(Records for processing begins)

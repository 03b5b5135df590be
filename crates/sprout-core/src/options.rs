/// Tunables for a [`Tree`](crate::Tree).
#[derive(Debug, Clone, Copy, PartialEq, Eq)]
pub struct TreeOptions {
    /// Log a warning when one child list repeats an explicit key.
    pub warn_on_duplicate_keys: bool,
    /// Creation deeper than this fails as a producer error at that position.
    pub max_depth: usize,
}

impl Default for TreeOptions {
    fn default() -> Self {
        Self {
            warn_on_duplicate_keys: true,
            max_depth: 256,
        }
    }
}
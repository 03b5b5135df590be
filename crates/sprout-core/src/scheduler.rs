//! The dirty set, its host flush hook and the cross-thread mutation queue.

use std::any::Any;
use std::cell::{Cell, RefCell};
use std::fmt;
use std::rc::{Rc, Weak};
use std::sync::Arc;

use indexmap::IndexSet;

use crate::platform::{DefaultScheduler, FlushScheduler};
use crate::NodeId;

/// A mutation marshalled from another thread.
pub(crate) struct RemoteMutation {
    pub(crate) node: NodeId,
    pub(crate) expected: &'static str,
    pub(crate) apply: Box<dyn FnOnce(&mut dyn Any) -> bool + Send>,
}

struct SchedulerInner {
    host: Arc<dyn FlushScheduler>,
    dirty: RefCell<IndexSet<NodeId>>,
    flush_requested: Cell<bool>,
    remote_tx: async_channel::Sender<RemoteMutation>,
    remote_rx: async_channel::Receiver<RemoteMutation>,
}

impl SchedulerInner {
    fn new(host: Arc<dyn FlushScheduler>) -> Self {
        let (remote_tx, remote_rx) = async_channel::unbounded();
        Self {
            host,
            dirty: RefCell::new(IndexSet::new()),
            flush_requested: Cell::new(false),
            remote_tx,
            remote_rx,
        }
    }

    fn request_flush(&self) {
        if !self.flush_requested.replace(true) {
            self.host.schedule_flush();
        }
    }

    fn mark_dirty(&self, id: NodeId) {
        let inserted = self.dirty.borrow_mut().insert(id);
        if inserted {
            log::trace!("marked {id:?} dirty");
            self.request_flush();
        }
    }

    fn take_dirty(&self) -> Vec<NodeId> {
        self.flush_requested.set(false);
        self.dirty.borrow_mut().drain(..).collect()
    }
}

/// The dirty set plus the remote-mutation queue for one tree.
///
/// Lifecycle per tick: empty, accumulate through `mark_dirty`, drained
/// atomically by the tree's flush, empty again.
#[derive(Clone)]
pub struct Scheduler {
    inner: Rc<SchedulerInner>,
}

impl Scheduler {
    pub fn new(host: Arc<dyn FlushScheduler>) -> Self {
        Self {
            inner: Rc::new(SchedulerInner::new(host)),
        }
    }

    pub fn handle(&self) -> SchedulerHandle {
        SchedulerHandle(Rc::downgrade(&self.inner))
    }

    pub fn has_dirty(&self) -> bool {
        !self.inner.dirty.borrow().is_empty()
    }

    pub fn dirty_len(&self) -> usize {
        self.inner.dirty.borrow().len()
    }

    /// Pending registrations in first-marked order.
    pub fn dirty_nodes(&self) -> Vec<NodeId> {
        self.inner.dirty.borrow().iter().copied().collect()
    }

    pub fn has_remote_mutations(&self) -> bool {
        !self.inner.remote_rx.is_empty()
    }

    pub(crate) fn take_dirty(&self) -> Vec<NodeId> {
        self.inner.take_dirty()
    }

    pub(crate) fn try_recv_remote(&self) -> Option<RemoteMutation> {
        self.inner.remote_rx.try_recv().ok()
    }

    /// Drop every registration without rebuilding. The tree clears the
    /// per-node dirty flags alongside.
    pub(crate) fn reset(&self) {
        self.inner.take_dirty();
    }
}

impl Default for Scheduler {
    fn default() -> Self {
        Self::new(Arc::new(DefaultScheduler))
    }
}

impl fmt::Debug for Scheduler {
    fn fmt(&self, f: &mut fmt::Formatter<'_>) -> fmt::Result {
        f.debug_struct("Scheduler")
            .field("dirty", &self.inner.dirty.borrow().len())
            .field("remote", &self.inner.remote_rx.len())
            .finish()
    }
}

/// Non-owning reference to a [`Scheduler`]; a no-op once it is dropped.
#[derive(Clone)]
pub struct SchedulerHandle(Weak<SchedulerInner>);

impl SchedulerHandle {
    pub(crate) fn mark_dirty(&self, id: NodeId) {
        if let Some(inner) = self.0.upgrade() {
            inner.mark_dirty(id);
        }
    }

    pub(crate) fn remote_sender(
        &self,
    ) -> Option<(async_channel::Sender<RemoteMutation>, Arc<dyn FlushScheduler>)> {
        self.0
            .upgrade()
            .map(|inner| (inner.remote_tx.clone(), inner.host.clone()))
    }

    pub fn is_alive(&self) -> bool {
        self.0.strong_count() > 0
    }
}

impl fmt::Debug for SchedulerHandle {
    fn fmt(&self, f: &mut fmt::Formatter<'_>) -> fmt::Result {
        f.debug_tuple("SchedulerHandle").field(&self.is_alive()).finish()
    }
}
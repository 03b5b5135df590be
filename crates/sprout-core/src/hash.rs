//! Hashing behind [`Key::of`](crate::Key::of). Both hashers start from fixed
//! keys, so equal values map to equal keys for the life of the process.

use std::hash::{Hash, Hasher};

#[cfg(feature = "std-hash")]
type KeyHasher = std::collections::hash_map::DefaultHasher;

#[cfg(not(feature = "std-hash"))]
type KeyHasher = ahash::AHasher;

/// Hash a single value into a 64-bit key.
#[inline]
pub(crate) fn hash_one<T: Hash + ?Sized>(value: &T) -> u64 {
    let mut hasher = KeyHasher::default();
    value.hash(&mut hasher);
    hasher.finish()
}
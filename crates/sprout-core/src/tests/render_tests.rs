use super::*;

fn insert(tree: &mut RenderTree, backend: &mut MemoryBackend, tag: HostTag) -> RenderId {
    tree.insert(backend, tag, Props::new(), NodeId::default())
}

fn attaches(backend: &MemoryBackend) -> usize {
    backend.count(|op| matches!(op, BackendOp::Attach { .. }))
}

#[test]
fn sync_moves_with_fewest_attaches() {
    let mut backend = MemoryBackend::new();
    let mut tree = RenderTree::new();
    let a = insert(&mut tree, &mut backend, "a");
    let b = insert(&mut tree, &mut backend, "b");
    let c = insert(&mut tree, &mut backend, "c");

    tree.sync_children(&mut backend, None, &[a, b, c]);
    assert_eq!(attaches(&backend), 3);
    assert_eq!(tree.roots(), &[a, b, c]);

    tree.sync_children(&mut backend, None, &[a, b, c]);
    assert_eq!(attaches(&backend), 3);

    tree.sync_children(&mut backend, None, &[c, a, b]);
    assert_eq!(attaches(&backend), 4);
    assert_eq!(backend.attached_children(None), &[c, a, b]);
    assert_eq!(tree.roots(), &[c, a, b]);
}

#[test]
fn removing_a_subtree_detaches_only_its_top() {
    let mut backend = MemoryBackend::new();
    let mut tree = RenderTree::new();
    let parent = insert(&mut tree, &mut backend, "column");
    let first = insert(&mut tree, &mut backend, "text");
    let second = insert(&mut tree, &mut backend, "text");
    tree.sync_children(&mut backend, Some(parent), &[first, second]);
    tree.sync_children(&mut backend, None, &[parent]);
    backend.take_ops();

    tree.remove_subtree(&mut backend, parent);

    assert_eq!(backend.ops(), &[BackendOp::Detach { node: parent }]);
    assert!(tree.is_empty());
    assert!(tree.roots().is_empty());
    assert_eq!(backend.dump_tree(), "");
}

#[test]
fn removing_an_unattached_parent_detaches_its_attached_children() {
    let mut backend = MemoryBackend::new();
    let mut tree = RenderTree::new();
    let parent = insert(&mut tree, &mut backend, "column");
    let child = insert(&mut tree, &mut backend, "text");
    tree.sync_children(&mut backend, Some(parent), &[child]);
    backend.take_ops();

    tree.remove_subtree(&mut backend, parent);

    assert_eq!(backend.ops(), &[BackendOp::Detach { node: child }]);
    assert!(backend.attached_children(Some(parent)).is_empty());
}

#[test]
fn update_reports_whether_props_changed() {
    let mut backend = MemoryBackend::new();
    let mut tree = RenderTree::new();
    let id = insert(&mut tree, &mut backend, "text");

    assert!(!tree.update(id, &Props::new()));
    let next = Props::new().with("value", "hello").with("bold", true);
    assert!(tree.update(id, &next));
    assert!(!tree.update(id, &next));

    let node = tree.get(id).expect("render node");
    let object = node
        .downcast_object::<RecordingObject>()
        .expect("recording object");
    assert!(object.mounted);
    assert_eq!(object.updates, 1);
    assert_eq!(node.props().text("value"), Some("hello"));
}

#[test]
fn changed_names_cover_both_sides() {
    let before = Props::new().with("value", "a").with("color", PropValue::Color(0xff0000ff));
    let after = Props::new().with("value", "b").with("size", 12);

    assert_eq!(before.changed_names(&after), vec!["value", "size", "color"]);
    assert!(before.changed_names(&before).is_empty());
}

#[test]
fn dump_renders_nested_structure() {
    let mut backend = MemoryBackend::new();
    let mut tree = RenderTree::new();
    let parent = insert(&mut tree, &mut backend, "column");
    let child = tree.insert(
        &mut backend,
        "text",
        Props::new().with("value", "hi"),
        NodeId::default(),
    );
    tree.sync_children(&mut backend, Some(parent), &[child]);
    tree.sync_children(&mut backend, None, &[parent]);

    assert_eq!(tree.dump(), "<column> \n  <text> value=\"hi\"\n");
    assert_eq!(tree.preorder(), vec![parent, child]);
    assert_eq!(tree.get(child).and_then(|node| node.parent()), Some(parent));
}
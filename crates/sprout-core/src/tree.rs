//! The reconciliation tree: diffing, the flush loop and error routing.

use std::fmt::{self, Write as _};
use std::mem;
use std::rc::Rc;
use std::sync::Arc;

use slotmap::SlotMap;
use smallvec::SmallVec;

use crate::collections::map::{HashMap, HashSet};
use crate::element::{AnyComponent, Component, ComponentType, Element, ElementBody, Fallback, Key, Kind};
use crate::error::{FlushError, MutationError, ProducerError};
use crate::handle::{NodeCell, StateHandle};
use crate::options::TreeOptions;
use crate::platform::FlushScheduler;
use crate::render::{Backend, RenderId, RenderTree};
use crate::scheduler::Scheduler;
use crate::NodeId;

/// What one `mount`, `unmount` or `flush` pass did.
#[derive(Debug, Clone, Copy, Default, PartialEq, Eq)]
pub struct FlushReport {
    /// Producer callbacks that returned a description.
    pub rebuilt: usize,
    pub created: usize,
    pub destroyed: usize,
    /// Matched nodes updated in place.
    pub reused: usize,
    /// Dirty registrations whose node was destroyed before the flush.
    pub stale_dropped: usize,
    /// Dirty registrations already satisfied by an ancestor rebuild.
    pub deduplicated: usize,
    /// Producer errors absorbed by error boundaries.
    pub caught: usize,
}

enum NodeBody {
    Host,
    Component(Rc<dyn AnyComponent>),
    Boundary { fallback: Fallback, failed: bool },
    Fragment,
}

struct ReconNode {
    kind: Kind,
    key: Option<Key>,
    body: NodeBody,
    parent: Option<NodeId>,
    children: SmallVec<[NodeId; 4]>,
    render: Option<RenderId>,
    cell: Rc<NodeCell>,
    depth: usize,
}

/// Owns the reconciliation nodes, the render tree and the host backend.
///
/// All structural work happens inside `mount`, `unmount` and `flush`.
/// Producers only see a [`RenderCx`](crate::RenderCx), so a flush can
/// never start from inside another one.
pub struct Tree<B: Backend> {
    nodes: SlotMap<NodeId, ReconNode>,
    render: RenderTree,
    backend: B,
    scheduler: Scheduler,
    options: TreeOptions,
    root: Option<NodeId>,
    report: FlushReport,
}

(Records for processing ends)

### Task description
Looking at the data above, count every line holding the word "crates" and state only the count.

### Result for this task
5